DATA SHOWN section start

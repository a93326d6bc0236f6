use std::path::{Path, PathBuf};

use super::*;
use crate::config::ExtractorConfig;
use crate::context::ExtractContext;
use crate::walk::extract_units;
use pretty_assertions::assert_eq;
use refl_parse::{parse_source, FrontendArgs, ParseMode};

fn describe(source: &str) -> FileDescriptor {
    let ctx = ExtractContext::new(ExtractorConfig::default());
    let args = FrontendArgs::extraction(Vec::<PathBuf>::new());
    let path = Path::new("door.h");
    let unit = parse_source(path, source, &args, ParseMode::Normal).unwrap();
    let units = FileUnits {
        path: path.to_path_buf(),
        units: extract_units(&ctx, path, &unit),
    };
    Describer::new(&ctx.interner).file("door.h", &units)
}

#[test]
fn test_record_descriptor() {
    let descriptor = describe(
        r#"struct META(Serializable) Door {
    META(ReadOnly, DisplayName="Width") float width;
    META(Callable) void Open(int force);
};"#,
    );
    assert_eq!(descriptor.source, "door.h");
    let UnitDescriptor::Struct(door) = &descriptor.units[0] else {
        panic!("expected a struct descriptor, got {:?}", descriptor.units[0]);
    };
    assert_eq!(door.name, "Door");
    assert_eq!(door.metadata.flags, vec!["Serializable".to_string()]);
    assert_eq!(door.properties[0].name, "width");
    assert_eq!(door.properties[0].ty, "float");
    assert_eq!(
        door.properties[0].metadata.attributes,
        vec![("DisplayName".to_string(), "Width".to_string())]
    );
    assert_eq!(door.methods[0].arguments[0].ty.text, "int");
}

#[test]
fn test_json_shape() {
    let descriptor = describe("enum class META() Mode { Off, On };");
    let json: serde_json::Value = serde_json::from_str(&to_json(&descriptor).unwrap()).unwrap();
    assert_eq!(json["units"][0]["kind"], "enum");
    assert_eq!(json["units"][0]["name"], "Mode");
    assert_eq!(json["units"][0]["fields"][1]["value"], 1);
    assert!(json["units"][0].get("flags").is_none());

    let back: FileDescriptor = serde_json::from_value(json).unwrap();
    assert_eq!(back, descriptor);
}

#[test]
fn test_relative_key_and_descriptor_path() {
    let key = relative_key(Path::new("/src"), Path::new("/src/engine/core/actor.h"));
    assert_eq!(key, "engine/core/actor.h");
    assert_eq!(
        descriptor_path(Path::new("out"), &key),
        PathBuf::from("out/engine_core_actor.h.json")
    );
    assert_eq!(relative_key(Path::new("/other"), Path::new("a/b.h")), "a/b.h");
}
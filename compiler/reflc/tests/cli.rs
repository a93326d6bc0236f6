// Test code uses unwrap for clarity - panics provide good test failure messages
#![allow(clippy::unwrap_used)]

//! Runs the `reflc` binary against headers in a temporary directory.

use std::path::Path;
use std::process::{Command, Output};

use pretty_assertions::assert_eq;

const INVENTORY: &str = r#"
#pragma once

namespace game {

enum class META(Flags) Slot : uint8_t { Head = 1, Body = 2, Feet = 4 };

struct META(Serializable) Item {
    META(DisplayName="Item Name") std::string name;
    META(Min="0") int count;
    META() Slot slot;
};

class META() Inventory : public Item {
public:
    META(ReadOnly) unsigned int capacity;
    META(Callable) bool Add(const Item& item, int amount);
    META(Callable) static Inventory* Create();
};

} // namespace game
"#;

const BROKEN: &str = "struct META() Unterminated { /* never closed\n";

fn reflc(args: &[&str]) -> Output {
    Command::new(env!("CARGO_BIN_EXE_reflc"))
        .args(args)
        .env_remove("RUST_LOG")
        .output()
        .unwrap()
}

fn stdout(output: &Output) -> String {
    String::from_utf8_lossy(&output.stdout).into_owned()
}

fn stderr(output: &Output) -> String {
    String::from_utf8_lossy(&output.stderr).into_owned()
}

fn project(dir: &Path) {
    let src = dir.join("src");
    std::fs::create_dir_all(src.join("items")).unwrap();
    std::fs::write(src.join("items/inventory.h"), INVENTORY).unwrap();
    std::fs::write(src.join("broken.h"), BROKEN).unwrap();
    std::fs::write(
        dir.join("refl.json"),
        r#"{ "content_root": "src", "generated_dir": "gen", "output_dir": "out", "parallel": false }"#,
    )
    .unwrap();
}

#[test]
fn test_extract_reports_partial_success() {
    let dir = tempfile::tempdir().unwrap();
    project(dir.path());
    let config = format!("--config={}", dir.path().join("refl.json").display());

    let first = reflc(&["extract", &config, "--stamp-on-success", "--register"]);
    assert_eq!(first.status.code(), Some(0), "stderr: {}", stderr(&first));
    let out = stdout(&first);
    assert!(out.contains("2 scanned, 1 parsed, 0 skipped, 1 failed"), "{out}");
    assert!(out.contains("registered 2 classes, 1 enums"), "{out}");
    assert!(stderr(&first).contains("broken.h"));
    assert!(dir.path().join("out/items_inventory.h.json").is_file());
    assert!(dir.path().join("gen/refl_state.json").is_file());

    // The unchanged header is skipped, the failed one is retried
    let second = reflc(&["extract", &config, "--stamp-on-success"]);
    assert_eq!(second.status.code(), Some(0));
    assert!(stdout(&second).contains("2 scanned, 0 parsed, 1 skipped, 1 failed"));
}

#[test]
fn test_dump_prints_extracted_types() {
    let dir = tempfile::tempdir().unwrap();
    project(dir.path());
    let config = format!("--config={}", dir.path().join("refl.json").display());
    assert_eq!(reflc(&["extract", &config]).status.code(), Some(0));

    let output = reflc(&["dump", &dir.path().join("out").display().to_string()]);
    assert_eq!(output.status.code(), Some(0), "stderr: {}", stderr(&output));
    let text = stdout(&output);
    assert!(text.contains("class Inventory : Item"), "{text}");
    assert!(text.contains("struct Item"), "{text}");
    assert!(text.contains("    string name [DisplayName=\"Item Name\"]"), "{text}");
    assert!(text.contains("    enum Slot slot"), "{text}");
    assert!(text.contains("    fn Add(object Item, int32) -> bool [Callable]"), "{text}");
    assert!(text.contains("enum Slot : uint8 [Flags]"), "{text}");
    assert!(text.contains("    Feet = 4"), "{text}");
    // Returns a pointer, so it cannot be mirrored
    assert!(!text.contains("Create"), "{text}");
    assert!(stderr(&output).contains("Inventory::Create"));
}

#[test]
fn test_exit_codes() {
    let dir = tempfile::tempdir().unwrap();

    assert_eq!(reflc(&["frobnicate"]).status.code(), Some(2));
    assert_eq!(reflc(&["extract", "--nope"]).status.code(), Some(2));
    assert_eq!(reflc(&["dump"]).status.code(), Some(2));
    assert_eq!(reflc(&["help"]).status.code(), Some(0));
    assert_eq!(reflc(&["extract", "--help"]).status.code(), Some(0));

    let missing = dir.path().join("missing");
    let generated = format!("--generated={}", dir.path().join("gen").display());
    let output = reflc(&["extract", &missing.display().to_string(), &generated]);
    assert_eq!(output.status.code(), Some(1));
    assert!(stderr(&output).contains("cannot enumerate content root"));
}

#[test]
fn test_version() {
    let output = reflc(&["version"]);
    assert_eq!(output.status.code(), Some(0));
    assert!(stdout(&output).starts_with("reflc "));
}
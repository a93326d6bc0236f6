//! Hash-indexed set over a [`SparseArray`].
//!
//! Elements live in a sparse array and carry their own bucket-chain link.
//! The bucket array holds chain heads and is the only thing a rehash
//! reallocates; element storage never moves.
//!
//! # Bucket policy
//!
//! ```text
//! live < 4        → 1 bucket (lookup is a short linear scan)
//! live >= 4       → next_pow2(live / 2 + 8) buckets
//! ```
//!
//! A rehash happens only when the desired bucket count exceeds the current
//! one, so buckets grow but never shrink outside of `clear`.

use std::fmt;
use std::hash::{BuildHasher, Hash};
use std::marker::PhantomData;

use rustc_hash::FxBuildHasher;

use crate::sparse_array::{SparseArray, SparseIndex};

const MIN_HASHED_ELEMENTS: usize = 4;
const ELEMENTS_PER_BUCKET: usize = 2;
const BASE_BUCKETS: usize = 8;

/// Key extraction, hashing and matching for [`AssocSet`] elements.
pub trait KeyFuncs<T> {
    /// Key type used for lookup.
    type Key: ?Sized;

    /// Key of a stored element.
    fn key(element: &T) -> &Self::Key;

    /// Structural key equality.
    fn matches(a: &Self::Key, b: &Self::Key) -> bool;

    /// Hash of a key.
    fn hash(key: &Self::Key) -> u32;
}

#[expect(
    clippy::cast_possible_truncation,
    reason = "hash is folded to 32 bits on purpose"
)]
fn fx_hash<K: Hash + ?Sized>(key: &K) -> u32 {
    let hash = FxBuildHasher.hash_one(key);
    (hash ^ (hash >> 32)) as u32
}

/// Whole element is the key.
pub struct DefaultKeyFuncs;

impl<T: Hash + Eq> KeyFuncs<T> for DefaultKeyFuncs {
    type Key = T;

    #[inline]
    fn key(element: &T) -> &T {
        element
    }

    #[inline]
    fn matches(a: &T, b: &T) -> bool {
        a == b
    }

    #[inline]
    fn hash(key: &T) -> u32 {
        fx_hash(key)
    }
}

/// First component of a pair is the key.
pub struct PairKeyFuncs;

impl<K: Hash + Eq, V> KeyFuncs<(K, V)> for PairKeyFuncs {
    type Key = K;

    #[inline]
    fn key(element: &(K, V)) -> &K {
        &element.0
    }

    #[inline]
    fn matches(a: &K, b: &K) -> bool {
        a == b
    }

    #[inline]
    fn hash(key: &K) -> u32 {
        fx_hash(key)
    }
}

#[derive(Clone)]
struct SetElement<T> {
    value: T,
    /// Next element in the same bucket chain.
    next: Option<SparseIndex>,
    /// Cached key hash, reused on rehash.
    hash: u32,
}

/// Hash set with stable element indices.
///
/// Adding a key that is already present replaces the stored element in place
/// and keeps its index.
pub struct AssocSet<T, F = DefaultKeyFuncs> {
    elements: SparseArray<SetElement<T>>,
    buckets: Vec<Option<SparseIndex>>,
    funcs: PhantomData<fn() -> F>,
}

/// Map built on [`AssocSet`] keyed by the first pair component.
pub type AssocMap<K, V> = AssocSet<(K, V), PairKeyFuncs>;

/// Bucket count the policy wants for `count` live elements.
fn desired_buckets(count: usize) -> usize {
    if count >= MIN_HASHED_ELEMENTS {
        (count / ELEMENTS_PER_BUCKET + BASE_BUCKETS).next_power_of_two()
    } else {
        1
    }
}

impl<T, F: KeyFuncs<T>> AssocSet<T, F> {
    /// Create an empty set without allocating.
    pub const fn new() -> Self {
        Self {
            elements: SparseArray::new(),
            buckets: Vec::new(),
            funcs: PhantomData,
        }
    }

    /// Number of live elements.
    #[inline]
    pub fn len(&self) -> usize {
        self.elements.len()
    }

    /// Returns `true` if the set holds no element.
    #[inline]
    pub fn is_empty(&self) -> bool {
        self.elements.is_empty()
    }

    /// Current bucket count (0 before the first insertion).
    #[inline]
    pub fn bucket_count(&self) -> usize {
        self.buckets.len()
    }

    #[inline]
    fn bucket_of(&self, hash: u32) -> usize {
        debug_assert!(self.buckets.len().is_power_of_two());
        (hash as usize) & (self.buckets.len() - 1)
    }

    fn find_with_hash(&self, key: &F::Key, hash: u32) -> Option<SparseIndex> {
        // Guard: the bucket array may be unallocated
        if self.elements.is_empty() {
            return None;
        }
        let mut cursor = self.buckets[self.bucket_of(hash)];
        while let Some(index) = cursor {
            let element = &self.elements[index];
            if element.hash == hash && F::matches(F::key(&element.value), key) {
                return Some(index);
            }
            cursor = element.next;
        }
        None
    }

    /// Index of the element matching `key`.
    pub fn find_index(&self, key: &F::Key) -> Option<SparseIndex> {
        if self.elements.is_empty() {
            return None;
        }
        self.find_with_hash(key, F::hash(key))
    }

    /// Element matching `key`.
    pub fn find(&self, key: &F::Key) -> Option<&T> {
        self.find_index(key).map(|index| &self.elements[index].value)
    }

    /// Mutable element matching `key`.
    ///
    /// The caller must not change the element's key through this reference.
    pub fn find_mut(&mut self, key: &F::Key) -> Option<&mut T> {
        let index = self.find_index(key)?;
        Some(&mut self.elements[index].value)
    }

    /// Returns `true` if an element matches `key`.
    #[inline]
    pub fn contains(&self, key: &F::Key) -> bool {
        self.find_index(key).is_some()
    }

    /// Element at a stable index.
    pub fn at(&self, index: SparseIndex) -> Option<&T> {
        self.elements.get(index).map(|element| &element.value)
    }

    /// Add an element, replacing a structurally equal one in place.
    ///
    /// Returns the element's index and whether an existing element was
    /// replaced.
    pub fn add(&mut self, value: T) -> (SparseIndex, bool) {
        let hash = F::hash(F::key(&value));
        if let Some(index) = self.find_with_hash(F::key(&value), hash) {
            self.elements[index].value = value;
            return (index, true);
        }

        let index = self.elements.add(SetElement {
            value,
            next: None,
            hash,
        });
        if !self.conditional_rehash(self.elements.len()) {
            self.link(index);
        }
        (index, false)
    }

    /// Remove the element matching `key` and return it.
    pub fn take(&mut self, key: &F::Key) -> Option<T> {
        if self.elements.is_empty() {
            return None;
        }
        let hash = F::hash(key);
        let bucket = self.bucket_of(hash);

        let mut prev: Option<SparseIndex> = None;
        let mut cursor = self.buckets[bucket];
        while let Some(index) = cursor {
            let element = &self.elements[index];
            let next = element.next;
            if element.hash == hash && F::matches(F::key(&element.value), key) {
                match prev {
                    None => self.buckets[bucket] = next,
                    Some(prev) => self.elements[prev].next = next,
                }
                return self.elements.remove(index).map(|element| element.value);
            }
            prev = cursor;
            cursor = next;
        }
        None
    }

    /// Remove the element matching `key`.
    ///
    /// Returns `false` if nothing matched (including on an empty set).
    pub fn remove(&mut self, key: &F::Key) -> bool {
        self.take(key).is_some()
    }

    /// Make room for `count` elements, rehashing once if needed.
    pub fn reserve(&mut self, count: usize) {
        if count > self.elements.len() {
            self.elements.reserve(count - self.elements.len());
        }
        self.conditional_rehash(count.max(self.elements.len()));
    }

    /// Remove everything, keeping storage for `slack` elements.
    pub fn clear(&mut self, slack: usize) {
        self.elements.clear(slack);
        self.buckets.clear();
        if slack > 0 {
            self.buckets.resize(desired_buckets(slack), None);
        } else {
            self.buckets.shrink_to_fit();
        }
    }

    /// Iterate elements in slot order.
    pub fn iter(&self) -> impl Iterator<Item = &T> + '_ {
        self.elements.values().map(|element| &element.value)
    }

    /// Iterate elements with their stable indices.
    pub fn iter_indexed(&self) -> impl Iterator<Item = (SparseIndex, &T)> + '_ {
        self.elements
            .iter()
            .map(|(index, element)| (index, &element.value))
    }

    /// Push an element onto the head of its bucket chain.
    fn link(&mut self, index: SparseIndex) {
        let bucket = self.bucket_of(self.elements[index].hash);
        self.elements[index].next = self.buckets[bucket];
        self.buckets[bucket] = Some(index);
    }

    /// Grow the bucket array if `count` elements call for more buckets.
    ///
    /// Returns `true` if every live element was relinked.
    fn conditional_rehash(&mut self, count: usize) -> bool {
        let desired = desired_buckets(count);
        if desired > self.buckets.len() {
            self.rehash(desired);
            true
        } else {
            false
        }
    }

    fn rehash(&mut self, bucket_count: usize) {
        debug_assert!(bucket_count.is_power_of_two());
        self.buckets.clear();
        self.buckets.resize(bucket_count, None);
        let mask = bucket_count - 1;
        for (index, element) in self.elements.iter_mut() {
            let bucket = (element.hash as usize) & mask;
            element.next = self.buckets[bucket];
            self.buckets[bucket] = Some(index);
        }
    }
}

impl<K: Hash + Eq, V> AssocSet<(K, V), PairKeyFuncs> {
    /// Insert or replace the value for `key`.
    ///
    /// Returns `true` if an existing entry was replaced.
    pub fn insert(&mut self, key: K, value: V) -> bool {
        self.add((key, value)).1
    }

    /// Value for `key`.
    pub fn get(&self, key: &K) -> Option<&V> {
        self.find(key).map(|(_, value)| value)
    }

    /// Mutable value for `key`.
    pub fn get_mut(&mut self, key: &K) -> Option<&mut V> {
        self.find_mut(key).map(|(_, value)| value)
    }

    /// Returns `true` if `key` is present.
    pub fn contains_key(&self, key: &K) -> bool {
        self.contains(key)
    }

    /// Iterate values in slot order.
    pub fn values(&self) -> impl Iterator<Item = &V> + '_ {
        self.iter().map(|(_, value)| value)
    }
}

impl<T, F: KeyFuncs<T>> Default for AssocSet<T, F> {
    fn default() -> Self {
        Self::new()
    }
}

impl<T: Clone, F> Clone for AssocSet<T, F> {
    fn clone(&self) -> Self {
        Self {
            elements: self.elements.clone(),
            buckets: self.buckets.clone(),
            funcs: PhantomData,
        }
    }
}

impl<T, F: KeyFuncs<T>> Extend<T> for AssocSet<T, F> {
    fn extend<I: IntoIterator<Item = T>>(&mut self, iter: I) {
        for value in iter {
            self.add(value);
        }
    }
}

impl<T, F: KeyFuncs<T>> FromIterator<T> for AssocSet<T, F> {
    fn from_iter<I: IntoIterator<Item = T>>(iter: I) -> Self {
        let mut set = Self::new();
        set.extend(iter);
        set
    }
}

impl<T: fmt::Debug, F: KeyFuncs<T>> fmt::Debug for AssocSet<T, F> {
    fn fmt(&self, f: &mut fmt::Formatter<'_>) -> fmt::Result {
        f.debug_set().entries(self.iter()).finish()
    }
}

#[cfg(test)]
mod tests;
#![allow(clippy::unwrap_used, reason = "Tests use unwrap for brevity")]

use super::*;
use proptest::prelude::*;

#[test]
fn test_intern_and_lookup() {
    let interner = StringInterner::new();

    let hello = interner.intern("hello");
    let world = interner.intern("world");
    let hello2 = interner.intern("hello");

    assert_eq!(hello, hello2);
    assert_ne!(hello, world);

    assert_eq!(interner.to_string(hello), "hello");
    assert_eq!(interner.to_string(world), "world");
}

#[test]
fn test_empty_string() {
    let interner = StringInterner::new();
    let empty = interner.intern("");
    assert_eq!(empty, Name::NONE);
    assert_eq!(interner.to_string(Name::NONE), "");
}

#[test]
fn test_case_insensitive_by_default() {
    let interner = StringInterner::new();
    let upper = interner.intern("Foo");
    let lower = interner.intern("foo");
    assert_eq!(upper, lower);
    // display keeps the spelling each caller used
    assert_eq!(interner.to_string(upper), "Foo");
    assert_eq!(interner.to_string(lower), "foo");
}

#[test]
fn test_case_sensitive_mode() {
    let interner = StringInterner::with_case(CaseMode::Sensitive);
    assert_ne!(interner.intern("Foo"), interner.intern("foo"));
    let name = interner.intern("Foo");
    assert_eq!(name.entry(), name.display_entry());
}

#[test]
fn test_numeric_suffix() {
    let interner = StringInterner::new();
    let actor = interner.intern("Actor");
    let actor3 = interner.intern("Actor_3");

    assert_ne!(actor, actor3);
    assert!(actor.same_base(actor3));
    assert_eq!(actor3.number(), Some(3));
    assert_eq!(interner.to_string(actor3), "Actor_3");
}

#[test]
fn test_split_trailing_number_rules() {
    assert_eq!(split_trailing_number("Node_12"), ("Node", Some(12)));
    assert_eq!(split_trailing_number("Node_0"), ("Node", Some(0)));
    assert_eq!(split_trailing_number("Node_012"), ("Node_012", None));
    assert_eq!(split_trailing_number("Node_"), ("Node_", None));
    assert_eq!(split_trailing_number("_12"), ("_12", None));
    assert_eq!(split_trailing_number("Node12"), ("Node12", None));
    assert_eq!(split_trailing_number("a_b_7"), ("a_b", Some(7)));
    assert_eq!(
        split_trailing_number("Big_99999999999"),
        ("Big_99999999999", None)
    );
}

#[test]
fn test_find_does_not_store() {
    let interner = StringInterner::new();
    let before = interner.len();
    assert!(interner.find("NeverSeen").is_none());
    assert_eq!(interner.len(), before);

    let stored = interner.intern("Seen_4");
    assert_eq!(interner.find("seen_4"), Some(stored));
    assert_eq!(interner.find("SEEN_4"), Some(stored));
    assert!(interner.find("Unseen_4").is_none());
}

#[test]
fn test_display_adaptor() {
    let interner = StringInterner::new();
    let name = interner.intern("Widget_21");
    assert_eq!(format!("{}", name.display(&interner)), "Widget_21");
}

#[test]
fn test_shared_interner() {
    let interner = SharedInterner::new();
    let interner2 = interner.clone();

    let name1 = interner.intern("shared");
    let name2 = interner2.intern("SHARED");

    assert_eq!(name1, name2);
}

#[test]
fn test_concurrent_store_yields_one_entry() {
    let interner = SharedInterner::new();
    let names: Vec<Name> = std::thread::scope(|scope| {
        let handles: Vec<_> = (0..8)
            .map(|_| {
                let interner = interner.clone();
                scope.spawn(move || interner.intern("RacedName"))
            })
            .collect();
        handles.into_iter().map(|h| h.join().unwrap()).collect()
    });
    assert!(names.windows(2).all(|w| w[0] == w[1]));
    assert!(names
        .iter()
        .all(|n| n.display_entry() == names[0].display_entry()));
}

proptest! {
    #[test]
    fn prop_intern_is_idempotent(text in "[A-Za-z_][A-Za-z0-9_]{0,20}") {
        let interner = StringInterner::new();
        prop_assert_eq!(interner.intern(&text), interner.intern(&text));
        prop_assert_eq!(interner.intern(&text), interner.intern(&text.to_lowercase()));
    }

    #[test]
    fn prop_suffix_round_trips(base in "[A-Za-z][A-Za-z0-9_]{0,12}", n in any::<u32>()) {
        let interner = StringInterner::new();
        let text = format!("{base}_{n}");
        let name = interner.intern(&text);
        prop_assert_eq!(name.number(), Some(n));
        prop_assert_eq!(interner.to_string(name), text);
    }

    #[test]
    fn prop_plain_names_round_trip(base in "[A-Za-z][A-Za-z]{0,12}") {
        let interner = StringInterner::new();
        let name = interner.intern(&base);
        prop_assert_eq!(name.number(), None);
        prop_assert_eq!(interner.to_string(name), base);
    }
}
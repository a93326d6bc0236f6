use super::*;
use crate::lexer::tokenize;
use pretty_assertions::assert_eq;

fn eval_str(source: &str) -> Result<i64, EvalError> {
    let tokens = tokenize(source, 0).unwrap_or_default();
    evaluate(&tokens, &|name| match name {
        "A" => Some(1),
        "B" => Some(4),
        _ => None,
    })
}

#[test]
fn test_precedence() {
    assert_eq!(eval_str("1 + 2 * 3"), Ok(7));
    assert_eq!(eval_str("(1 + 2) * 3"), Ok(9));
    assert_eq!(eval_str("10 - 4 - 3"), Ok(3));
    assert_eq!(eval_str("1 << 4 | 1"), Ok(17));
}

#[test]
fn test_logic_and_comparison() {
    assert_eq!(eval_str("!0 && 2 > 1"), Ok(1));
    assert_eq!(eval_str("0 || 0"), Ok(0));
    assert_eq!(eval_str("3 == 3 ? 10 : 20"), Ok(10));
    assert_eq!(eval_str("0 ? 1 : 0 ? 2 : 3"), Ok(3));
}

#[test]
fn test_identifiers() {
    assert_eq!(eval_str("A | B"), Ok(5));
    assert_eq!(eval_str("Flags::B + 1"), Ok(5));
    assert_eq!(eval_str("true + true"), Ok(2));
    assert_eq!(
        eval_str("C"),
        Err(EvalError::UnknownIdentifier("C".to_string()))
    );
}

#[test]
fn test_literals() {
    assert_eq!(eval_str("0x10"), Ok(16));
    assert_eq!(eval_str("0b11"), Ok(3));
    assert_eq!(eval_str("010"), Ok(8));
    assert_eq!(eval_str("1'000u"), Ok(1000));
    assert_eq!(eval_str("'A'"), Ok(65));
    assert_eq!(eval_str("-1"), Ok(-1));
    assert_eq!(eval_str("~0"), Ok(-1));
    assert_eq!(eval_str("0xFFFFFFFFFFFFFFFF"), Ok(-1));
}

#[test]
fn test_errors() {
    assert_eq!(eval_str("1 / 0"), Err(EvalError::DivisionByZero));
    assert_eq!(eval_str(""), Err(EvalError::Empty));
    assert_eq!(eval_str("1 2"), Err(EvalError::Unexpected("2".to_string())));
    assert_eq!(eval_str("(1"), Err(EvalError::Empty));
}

DATA SHOWN section end

■ **WHAT NEEDS TO BE DONE**: Pull every line containing the word "cannot" out of the listing.

■ **REPLY TO THE EXERCISE**:
    // Returns a pointer, so it cannot be mirrored
    assert!(stderr(&output).contains("cannot enumerate content root"));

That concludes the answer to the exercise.